IVDR CE Marking Service in London

IVDR CE Marking Service in London

IVDR CE Marking Service provider in London: In the context of In-vitro Diagnostic Device CE marking as of my last update from UKMHRA authorities, the UK has implemented its own conformity marking known as the UKCA (UK Conformity Assessment) marking. This UKCA marking is intended to replace the CE marking in most cases for products sold in Great Britain (England, Wales, and Scotland). However, CE marking may still be required for products intended for sale in Northern Ireland or for products subject to specific regulations.


It’s essential for manufactures selling medical devices, medical equipments, medical consumables, single use devices, medical software products in United Kingdom to ensure compliance with the relevant EU regulations, which may include obtaining the CE Certification from EU notified bodies. This often involves working closely with regulatory bodies and possibly engaging with third-party conformity assessment bodies.


For the most accurate and up-to-date information regarding IVDR CE Marking and other regulatory requirements in London, UK manufactures and exporters may consult with experts specialising in in-vitro diagnostic device regulatory and product compliance.

IVDR CE Marking – Role of Consultants

We are regulatory consultants play a crucial role in the IVDR CE Marking process and certification.

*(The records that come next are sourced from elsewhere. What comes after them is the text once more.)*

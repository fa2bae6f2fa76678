//! Packet ingest task
//!
//! Drains the UDP socket into the reassembler in short bursts.

use defmt::*;
use embassy_time::{Instant, Timer};
use kinescope_core::scheduler::{IngestCycle, INGEST_PERIOD};

use super::FrameLock;
use crate::net::UdpIngress;

#[embassy_executor::task]
pub async fn ingest_task(frame: &'static FrameLock, source: UdpIngress) {
    info!("Ingest task started");

    let mut cycle = IngestCycle::new(source);

    loop {
        let report = cycle.run_once(frame, Instant::now()).await;

        if report.completed > 0 {
            trace!("Frame complete");
        }
        if let Some(err) = report.last_error {
            debug!("Rejected {} datagram(s): {:?}", report.rejected, err);
        }
        if report.dropped > 0 {
            warn!("Frame lock busy, dropped {} datagram(s)", report.dropped);
        }
        if report.timed_out {
            warn!("Incomplete frame abandoned");
        }
        cycle.source_mut().sweep_clients(Instant::now());

        Timer::after(INGEST_PERIOD).await;
    }
}
//! UDP ingress
//!
//! Adapts an embassy-net UDP socket to the non-blocking
//! [`DatagramSource`] the ingest cycle polls, and keeps the streaming
//! client count in telemetry current.

use defmt::*;
use embassy_futures::poll_once;
use embassy_net::udp::UdpSocket;
use embassy_net::IpAddress;
use embassy_time::Instant;
use kinescope_core::clients::{ClientTracker, CLIENT_IDLE_TIMEOUT};
use kinescope_core::telemetry::Telemetry;
use kinescope_core::traits::DatagramSource;

pub struct UdpIngress {
    socket: UdpSocket<'static>,
    clients: ClientTracker<IpAddress>,
    telemetry: &'static Telemetry,
}

impl UdpIngress {
    pub fn new(socket: UdpSocket<'static>, telemetry: &'static Telemetry) -> Self {
        Self {
            socket,
            clients: ClientTracker::new(CLIENT_IDLE_TIMEOUT),
            telemetry,
        }
    }

    /// Drop clients that stopped sending
    pub fn sweep_clients(&mut self, now: Instant) {
        let left = self.clients.expire(now);
        if left > 0 {
            info!("{} client(s) went quiet, {} streaming", left, self.clients.len());
            self.telemetry.set_clients(self.clients.len() as u32);
        }
    }
}

impl DatagramSource for UdpIngress {
    fn is_pending(&self) -> bool {
        self.socket.may_recv()
    }

    fn read_datagram(&mut self, buf: &mut [u8]) -> usize {
        match poll_once(self.socket.recv_from(buf)) {
            core::task::Poll::Ready(Ok((len, meta))) => {
                let addr = meta.endpoint.addr;
                if self.clients.seen(addr, Instant::now()) {
                    info!("Client {} streaming, {} total", addr, self.clients.len());
                    self.telemetry.set_clients(self.clients.len() as u32);
                }
                len
            }
            core::task::Poll::Ready(Err(e)) => {
                warn!("Datagram dropped: {:?}", e);
                0
            }
            core::task::Poll::Pending => 0,
        }
    }
}
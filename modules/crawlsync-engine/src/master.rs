use tracing::{info, warn};

use crawlsync_common::{Record, RecordPatch, RecordStatus, RunContext, SyncError};
use crawlsync_store::MasterPassCounts;

use crate::spec::{ReconcileDeps, ReconcileSpec};
use crate::stats::MasterStats;

/// Page size for the full source scan. Keyset pagination means no
/// server-side cursor exists to expire, however long the pass runs.
const SCAN_PAGE_SIZE: i64 = 500;

/// The write-heavy reconciliation pass: upsert every source record into
/// master, then mark master records absent from the source stale.
///
/// The stale sweep runs after the scan completes, as a separate pass, so
/// records inserted during the scan are never re-evaluated against the
/// same run. Per-record write failures here are not isolated; a failed
/// master write aborts the pass and the run is simply repeated.
pub struct UpdateMaster<'a> {
    deps: &'a ReconcileDeps,
    spec: &'a ReconcileSpec,
    ctx: &'a RunContext,
}

impl<'a> UpdateMaster<'a> {
    pub fn new(deps: &'a ReconcileDeps, spec: &'a ReconcileSpec, ctx: &'a RunContext) -> Self {
        Self { deps, spec, ctx }
    }

    pub async fn run(&self) -> Result<MasterStats, SyncError> {
        let source = self.spec.source_partition(self.ctx).name();
        let master = self.spec.master_partition().name();

        let mut stats = MasterStats::default();
        let mut after: Option<String> = None;
        let mut shape_checked = self.spec.attributes.is_empty();

        loop {
            let page = self
                .deps
                .records
                .scan_page(&source, after.as_deref(), SCAN_PAGE_SIZE)
                .await?;
            let Some(last) = page.last() else {
                break;
            };
            if !shape_checked {
                // Required attributes are checked against the first observed
                // source record, before any master write.
                self.spec.attributes.validate_against(&page[0])?;
                shape_checked = true;
            }
            after = Some(last.unique_id.clone());

            for item in &page {
                match self.deps.records.find_one(&master, &item.unique_id).await? {
                    Some(_) => {
                        let patch = RecordPatch {
                            status: RecordStatus::Ok,
                            run_id: self.ctx.run_id,
                            record_url: item.record_url.clone(),
                            extras: self.spec.attributes.copy_from(&item.extras),
                        };
                        self.deps
                            .records
                            .update_one(&master, &item.unique_id, &patch)
                            .await?;
                        stats.updated += 1;
                    }
                    None => {
                        let record = Record {
                            unique_id: item.unique_id.clone(),
                            record_url: item.record_url.clone(),
                            status: RecordStatus::Ok,
                            run_id: Some(self.ctx.run_id),
                            extras: self.spec.attributes.copy_from(&item.extras),
                        };
                        self.deps.records.insert_one(&master, &record).await?;
                        stats.inserted += 1;
                    }
                }
            }
        }

        // Stale sweep: everything in master the source scan did not cover.
        let source_ids = self.deps.records.distinct_ids(&source, None).await?;
        let master_ids = self.deps.records.distinct_ids(&master, None).await?;
        let mut stale: Vec<String> = master_ids.difference(&source_ids).cloned().collect();
        stale.sort();
        stats.stale = self
            .deps
            .records
            .set_status_many(&master, &stale, RecordStatus::Stale)
            .await?;

        stats.total_records = self.deps.records.estimated_count(&master).await?;

        let counts = MasterPassCounts {
            updated: stats.updated,
            new_records: stats.inserted,
            not_found: stats.stale,
            total_records: stats.total_records,
        };
        if let Err(e) = self
            .deps
            .summaries
            .record_master_pass(&self.spec.site, &counts)
            .await
        {
            warn!(error = %e, "Failed to write run summary");
        }

        info!(
            updated = stats.updated,
            inserted = stats.inserted,
            stale = stats.stale,
            total = stats.total_records,
            site = self.spec.site.as_str(),
            "Master partition reconciled"
        );

        Ok(stats)
    }
}
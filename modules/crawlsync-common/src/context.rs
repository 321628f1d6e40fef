use chrono::{FixedOffset, NaiveDate, Utc};
use uuid::Uuid;

/// Identity of one reconciliation run. Built once at startup and passed
/// into every component; nothing in the engine reads the clock or the
/// process timezone on its own.
#[derive(Debug, Clone, Copy, PartialEq, Eq)]
pub struct RunContext {
    pub run_id: Uuid,
    pub run_date: NaiveDate,
    pub utc_offset: FixedOffset,
}

impl RunContext {
    pub fn new(run_id: Uuid, run_date: NaiveDate, utc_offset: FixedOffset) -> Self {
        Self {
            run_id,
            run_date,
            utc_offset,
        }
    }

    /// Fresh run id with today's date in the given offset.
    pub fn today(utc_offset: FixedOffset) -> Self {
        Self {
            run_id: Uuid::new_v4(),
            run_date: Utc::now().with_timezone(&utc_offset).date_naive(),
            utc_offset,
        }
    }
}
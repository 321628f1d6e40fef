use std::collections::BTreeMap;
use std::fmt;
use std::str::FromStr;

use chrono::NaiveDate;
use serde::{Deserialize, Serialize};
use uuid::Uuid;

// --- Record types ---

/// Reconciled lifecycle state of a record in the master partition.
#[derive(Debug, Clone, Copy, PartialEq, Eq, Hash, Serialize, Deserialize)]
#[serde(rename_all = "snake_case")]
pub enum RecordStatus {
    /// Observed in the latest crawl.
    Ok,
    /// Absent from the latest crawl.
    Stale,
    /// Never reconciled.
    Unknown,
}

impl RecordStatus {
    pub fn as_str(&self) -> &'static str {
        match self {
            RecordStatus::Ok => "ok",
            RecordStatus::Stale => "stale",
            RecordStatus::Unknown => "unknown",
        }
    }
}

impl fmt::Display for RecordStatus {
    fn fmt(&self, f: &mut fmt::Formatter<'_>) -> fmt::Result {
        f.write_str(self.as_str())
    }
}

impl FromStr for RecordStatus {
    type Err = String;

    fn from_str(s: &str) -> Result<Self, Self::Err> {
        match s {
            "ok" => Ok(RecordStatus::Ok),
            "stale" => Ok(RecordStatus::Stale),
            "unknown" => Ok(RecordStatus::Unknown),
            other => Err(format!("unknown record status: {other}")),
        }
    }
}

/// One crawled record. `unique_id` is the natural key within a partition;
/// the same id may appear in partitions of different sites.
#[derive(Debug, Clone, PartialEq, Serialize, Deserialize)]
pub struct Record {
    pub unique_id: String,
    pub record_url: String,
    pub status: RecordStatus,
    pub run_id: Option<Uuid>,
    pub extras: BTreeMap<String, String>,
}

impl Record {
    pub fn new(unique_id: impl Into<String>, record_url: impl Into<String>) -> Self {
        Self {
            unique_id: unique_id.into(),
            record_url: record_url.into(),
            status: RecordStatus::Unknown,
            run_id: None,
            extras: BTreeMap::new(),
        }
    }

    pub fn with_status(mut self, status: RecordStatus) -> Self {
        self.status = status;
        self
    }

    pub fn with_extra(mut self, name: impl Into<String>, value: impl Into<String>) -> Self {
        self.extras.insert(name.into(), value.into());
        self
    }
}

/// Partial update applied to a master record. Columns not named here are
/// left untouched; `extras` entries merge into the stored mapping.
#[derive(Debug, Clone, PartialEq)]
pub struct RecordPatch {
    pub status: RecordStatus,
    pub run_id: Uuid,
    pub record_url: String,
    pub extras: BTreeMap<String, String>,
}

/// Identifier/url pair for a record missing from the latest crawl.
#[derive(Debug, Clone, PartialEq, Eq, Serialize, Deserialize)]
pub struct MissingRecord {
    pub unique_id: String,
    pub record_url: String,
}

// --- Partitions ---

#[derive(Debug, Clone, Copy, PartialEq, Eq, Serialize, Deserialize)]
#[serde(rename_all = "snake_case")]
pub enum Frequency {
    Daily,
    Weekly,
    Monthly,
}

impl fmt::Display for Frequency {
    fn fmt(&self, f: &mut fmt::Formatter<'_>) -> fmt::Result {
        match self {
            Frequency::Daily => write!(f, "daily"),
            Frequency::Weekly => write!(f, "weekly"),
            Frequency::Monthly => write!(f, "monthly"),
        }
    }
}

impl FromStr for Frequency {
    type Err = String;

    fn from_str(s: &str) -> Result<Self, Self::Err> {
        match s {
            "daily" => Ok(Frequency::Daily),
            "weekly" => Ok(Frequency::Weekly),
            "monthly" => Ok(Frequency::Monthly),
            other => Err(format!("unknown frequency: {other}")),
        }
    }
}

/// Addresses one logical dataset within the store. Source partitions are
/// scoped to a single site, frequency and run date; the master partition
/// is long-lived per site. Components are carried explicitly and never
/// recovered by splitting a rendered name.
#[derive(Debug, Clone, PartialEq, Eq)]
pub enum Partition {
    Source {
        site: String,
        frequency: Frequency,
        date: NaiveDate,
    },
    Master {
        site: String,
    },
}

impl Partition {
    pub fn source(site: impl Into<String>, frequency: Frequency, date: NaiveDate) -> Self {
        Partition::Source {
            site: site.into(),
            frequency,
            date,
        }
    }

    pub fn master(site: impl Into<String>) -> Self {
        Partition::Master { site: site.into() }
    }

    pub fn site(&self) -> &str {
        match self {
            Partition::Source { site, .. } | Partition::Master { site } => site,
        }
    }

    /// Storage key for this partition.
    pub fn name(&self) -> String {
        match self {
            Partition::Source {
                site,
                frequency,
                date,
            } => format!("{site}_{frequency}_{}", date.format("%Y-%m-%d")),
            Partition::Master { site } => format!("{site}_master"),
        }
    }
}

// --- Diff mode ---

/// Which master ids take part in the missing-record diff. `Full` lets
/// already-stale records be rediscovered as missing; `StatusFiltered`
/// restricts the diff to records still marked ok.
#[derive(Debug, Clone, Copy, PartialEq, Eq, Serialize, Deserialize)]
#[serde(rename_all = "snake_case")]
pub enum ComparisonMode {
    Full,
    StatusFiltered,
}

impl fmt::Display for ComparisonMode {
    fn fmt(&self, f: &mut fmt::Formatter<'_>) -> fmt::Result {
        match self {
            ComparisonMode::Full => write!(f, "full"),
            ComparisonMode::StatusFiltered => write!(f, "status_filtered"),
        }
    }
}

impl FromStr for ComparisonMode {
    type Err = String;

    fn from_str(s: &str) -> Result<Self, Self::Err> {
        match s {
            "full" => Ok(ComparisonMode::Full),
            "status_filtered" | "status-filtered" => Ok(ComparisonMode::StatusFiltered),
            other => Err(format!("unknown comparison mode: {other}")),
        }
    }
}

// --- Registry entries ---

/// Registry row for a URL discovered as missing from the current run.
/// The primary site's entries carry a fixed category and an empty
/// extensible field; every other site writes the bare id/url shape.
#[derive(Debug, Clone, PartialEq, Serialize, Deserialize)]
#[serde(tag = "origin", rename_all = "snake_case")]
pub enum RegistryEntry {
    Primary { unique_id: String, url: String },
    Other { unique_id: String, url: String },
}

/// Category attached to primary-site registry entries.
pub const PRIMARY_REGISTRY_CATEGORY: &str = "MasterDB";

impl RegistryEntry {
    pub fn new(is_primary_site: bool, unique_id: impl Into<String>, url: impl Into<String>) -> Self {
        if is_primary_site {
            RegistryEntry::Primary {
                unique_id: unique_id.into(),
                url: url.into(),
            }
        } else {
            RegistryEntry::Other {
                unique_id: unique_id.into(),
                url: url.into(),
            }
        }
    }

    pub fn unique_id(&self) -> &str {
        match self {
            RegistryEntry::Primary { unique_id, .. } | RegistryEntry::Other { unique_id, .. } => {
                unique_id
            }
        }
    }

    pub fn url(&self) -> &str {
        match self {
            RegistryEntry::Primary { url, .. } | RegistryEntry::Other { url, .. } => url,
        }
    }

    pub fn category(&self) -> Option<&'static str> {
        match self {
            RegistryEntry::Primary { .. } => Some(PRIMARY_REGISTRY_CATEGORY),
            RegistryEntry::Other { .. } => None,
        }
    }

    /// Extensible attribute payload; present but empty for primary entries.
    pub fn extra(&self) -> Option<serde_json::Value> {
        match self {
            RegistryEntry::Primary { .. } => Some(serde_json::json!({})),
            RegistryEntry::Other { .. } => None,
        }
    }
}

// --- Run summary ---

/// Per-site counters for the most recent reconciliation run.
/// One row per site, overwritten on each run.
#[derive(Debug, Clone, Default, PartialEq, Eq, Serialize, Deserialize)]
pub struct RunSummary {
    pub site: String,
    pub updated: u64,
    pub new_records: u64,
    pub not_found: u64,
    pub total_records: u64,
    pub missing_count: u64,
}

// --- Queue payload ---

/// JSON body published per missing record for re-fetch.
#[derive(Debug, Clone, PartialEq, Eq, Serialize, Deserialize)]
pub struct RequeueMessage {
    pub record_url: String,
    pub unique_id: String,
}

  • MDQMS – EN ISO 13485:2016/ BS ISO 13485:2016 implementation support
  • ISO 14971 Risk Analysis Implementation and documentation
  • Biological Evaluation plan and reporting
  • Clinical and Performance Evaluation Guidance and docuemntation.
  • Usability Studies related to IVD equipments and tests kits
  • Process Validations
  • IVDR Techncial Documentation File
  • Interaction with IVDR Notified Bodies

Outsource IVDR Regulatory to CERT3 Global

Outsourcing regulatory services for medical devices offers several benefits to manufactures operating from London and parts of United Kindgom:

  • Regulatory consulting firms such as CERT3 GLOBAL will navigating complex regulatory landscapes. They bring extensive knowledge and experience in dealing with regulatory agencies, interpreting regulations, and ensuring compliance. This expertise can help manufactures avoid mistakes and fasten the CE Mark certification process.
  • Outsourcing regulatory services can be more cost effective than hiring and training in-house regulatory experts. By outsourcing regulatory activities to service providers like I3CGlobal reduces the overhead costs associated with maintaining a full time regulatory team.
  • Now tories of employees switching. The outsourced company will take care  and update the documentation all time.
  • Outsourcing regulatory services allows companies to focus on their core business activities while the regulatory experts handle the complexities MDR compliance. This can accelerate time-to-market for new products and reduce delays in regulatory approvals
  • Regulatory consulting firms often have established networks and relationships with regulatory authorities, testing laboratories, and other key stakeholders. This access can facilitate smoother interactions with regulatory agencies and expedite the regulatory process.

Overall, outsourcing regulatory services for medical devices can help companies navigate the complex regulatory landscape more efficiently, reduce costs, mitigate risks, and accelerate market access, ultimately contributing to the success of their products and business ventures.